Aside from finding the right time to getting into a creative state of mind for writing, one my biggest problems remains spelling and grammar. Also, as a non-native speaker, sometimes style is an issue in English texts. Especially in scientific writing, one tends to over-complicate things or use too many unnecessary conjunctions and some false friends have left their scars on my language intuition.
Modern text processors do a decent job of pointing out different flaws in your texts. As a Free and Open Source (FOSS) aficionado, tough, I thought it is just a law of nature that I had to miss out on the goodies baked into modern proprietary solutions. LibreOffice's default spell checker, for example, would only detect spelling mistakes but would not highlight grammar or style issues too convoluted. But, as is often the case, after some digging I found a brilliant software package a few years back that solved all my issues: LanguageTool.
LanguageTool to the rescue!
LanguageTool is an Open Source proofreading software for English, French, German, Polish, Russian, and more than 20 other languages. It finds many errors that a simple spell checker cannot detect. (source: LanguageTool GitHub)
LanguageTool is developed since 2003 as an open source project and the code is licensed under the Free Software Foundation's GNU LGPL-2.1 license. To fund development, a Germany-based company provides solutions for teams and businesses. That is, the website is, in my opinion, a bit too much tailored to attract paying customers, but that is totally my only personal pet peeve with the project. After all, well funded devs are (hopefully) happy devs.
Besides the usual spell checking, LanguageTool also provides help with your style. For example, – to this day I remember the very first style hint it pointed out to me as if it was yesterday – one of my mistakes, mixing "both A and B" and "A as well as B" to "both A as well as B", LanguageTool kindly pointed out that it would be better style to use the one or the other (even while checking this very blog post it does not get tired of reminding me 🧐). It is seemingly small things like this that keep surprising me and highlighting the power of LanguageTool.
And the best thing is, this is nothing that is hidden inside a walled garden, behind a paywall or part of a proprietary software package. It is free. Free as in free beer but also, even better, free as in free speech! And you can run it on your hardware in a matter of minutes if you like. And this is just what I did in the last days and want to shortly discuss in this blog post.
Local LanguageTool Server
LanguageTool is written in Java. The last couple of years I just downloaded the server
ran it locally. This, however, came with a delay for starting the server.
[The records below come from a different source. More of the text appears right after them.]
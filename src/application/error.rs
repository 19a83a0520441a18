use thiserror::Error;

use crate::domain::TransactionId;

#[derive(Error, Debug)]
pub enum AppError {
    #[error("Transaction not found: {0}")]
    TransactionNotFound(TransactionId),

    #[error("Invalid amount: {0}")]
    InvalidAmount(String),

    /// The store rejected the recomputed table. The ledger kept its previous
    /// state; nothing was partially applied.
    #[error("Failed to save the ledger to {store}: {source:#}")]
    Persist {
        store: String,
        #[source]
        source: anyhow::Error,
    },

    #[error("Store error: {0}")]
    Store(#[from] anyhow::Error),
}
use std::fmt;

/// A raw value as it sits in one cell of the backing table.
///
/// Stores hand cells over untyped; the ledger decides what they mean.
#[derive(Debug, Clone, Default, PartialEq)]
pub enum Cell {
    #[default]
    Empty,
    Number(f64),
    Text(String),
}

impl Cell {
    /// Build a text cell, treating whitespace-only text as empty.
    pub fn text(value: impl Into<String>) -> Self {
        let value = value.into();
        if value.trim().is_empty() {
            Cell::Empty
        } else {
            Cell::Text(value)
        }
    }

    pub fn is_empty(&self) -> bool {
        matches!(self, Cell::Empty)
    }
}

impl fmt::Display for Cell {
    fn fmt(&self, f: &mut fmt::Formatter<'_>) -> fmt::Result {
        match self {
            Cell::Empty => Ok(()),
            Cell::Number(value) => write!(f, "{}", value),
            Cell::Text(text) => write!(f, "{}", text),
        }
    }
}

impl From<&str> for Cell {
    fn from(value: &str) -> Self {
        Cell::text(value)
    }
}

impl From<String> for Cell {
    fn from(value: String) -> Self {
        Cell::text(value)
    }
}

impl From<f64> for Cell {
    fn from(value: f64) -> Self {
        Cell::Number(value)
    }
}

impl From<i64> for Cell {
    fn from(value: i64) -> Self {
        Cell::Number(value as f64)
    }
}

impl<T: Into<Cell>> From<Option<T>> for Cell {
    fn from(value: Option<T>) -> Self {
        value.map(Into::into).unwrap_or_default()
    }
}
Also, it can be a
nightmare to get the correct java runtime set up correctly.
This is why I recently was happy to find that there are up-to-date docker images available. With
that, a setup is as easy as setting up a
docker-compose file and making sure it starts with my
computer. The following
docker-compose.yml sets up a local LanguageTool server that can be
localhost:8081, the default for most applications and add-ons (see below):
version: "3" services: languagetool: image: erikvl87/languagetool container_name: languagetool restart: unless-stopped ports: - 8081:8010 # Using default port from the image environment: - langtool_languageModel=/ngrams # OPTIONAL: Using ngrams data - Java_Xms=512m # OPTIONAL: Setting a minimal Java heap size of 512 mib - Java_Xmx=1g # OPTIONAL: Setting a maximum Java heap size of 1 Gib volumes: - ./ngrams:/ngrams
If you want even better language checking, you can download more complex (but also more
voluminous in terms of required disk-space) "n-grams" data. At the time of writing, these
language models are available in English, German, French, Spanish and Dutch. Just download the
ones you need and extract the zip-files into a folder
ngrams next to your
docker-compose.yml. The only thing that is now necessary is to run
sudo docker-compose up -d
from within the directory and everything should work just fine. If you want to check the logs of
the docker, you can use
sudo docker-compose logs -f (again, from within the directory).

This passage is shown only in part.